[Records shown — start]
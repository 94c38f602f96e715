use std::collections::HashMap;
use std::sync::{Arc, Mutex, MutexGuard, PoisonError, TryLockError};
use tracing::debug;

use super::{FontFace, FontLoader, FontMetrics, FontRequest};
use crate::error::OverlayError;

type Slot = Arc<Mutex<Option<Arc<FontFace>>>>;

/// Process-wide memo of loaded faces keyed by family string.
///
/// A face is loaded (and, for URLs, downloaded) once per family; every size is
/// served from it. Entries are never evicted. Each family has its own slot
/// lock, so concurrent first requests for one family perform a single load
/// while other families resolve in parallel. Failed loads are not remembered.
#[derive(Default)]
pub struct FontCache {
    slots: Mutex<HashMap<String, Slot>>,
}

impl FontCache {
    pub fn new() -> Self {
        Self::default()
    }

    pub fn resolve(
        &self,
        loader: &dyn FontLoader,
        request: &FontRequest<'_>,
        size_px: f32,
    ) -> Result<FontMetrics, OverlayError> {
        let slot = {
            let mut slots = lock(&self.slots);
            slots
                .entry(request.family.trim().to_string())
                .or_default()
                .clone()
        };
        let mut entry = lock(&slot);
        if let Some(face) = entry.as_ref() {
            return Ok(FontMetrics::new(face.clone(), size_px));
        }
        let face = Arc::new(loader.load(request)?);
        debug!("resolved font '{}' as '{}'", request.family, face.family());
        *entry = Some(face.clone());
        Ok(FontMetrics::new(face, size_px))
    }

    /// Number of loaded families. A load still in flight is not counted and
    /// does not block the call.
    pub fn len(&self) -> usize {
        let slots: Vec<Slot> = lock(&self.slots).values().cloned().collect();
        slots
            .iter()
            .filter(|slot| match slot.try_lock() {
                Ok(entry) => entry.is_some(),
                Err(TryLockError::Poisoned(poisoned)) => poisoned.into_inner().is_some(),
                Err(TryLockError::WouldBlock) => false,
            })
            .count()
    }

    pub fn is_empty(&self) -> bool {
        self.len() == 0
    }
}

fn lock<T>(mutex: &Mutex<T>) -> MutexGuard<'_, T> {
    mutex.lock().unwrap_or_else(PoisonError::into_inner)
}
[Records shown — finish]
What is needed = What is needed is how many lines of the listing include the string "FontRequest", given as a bare number.

Result below = 2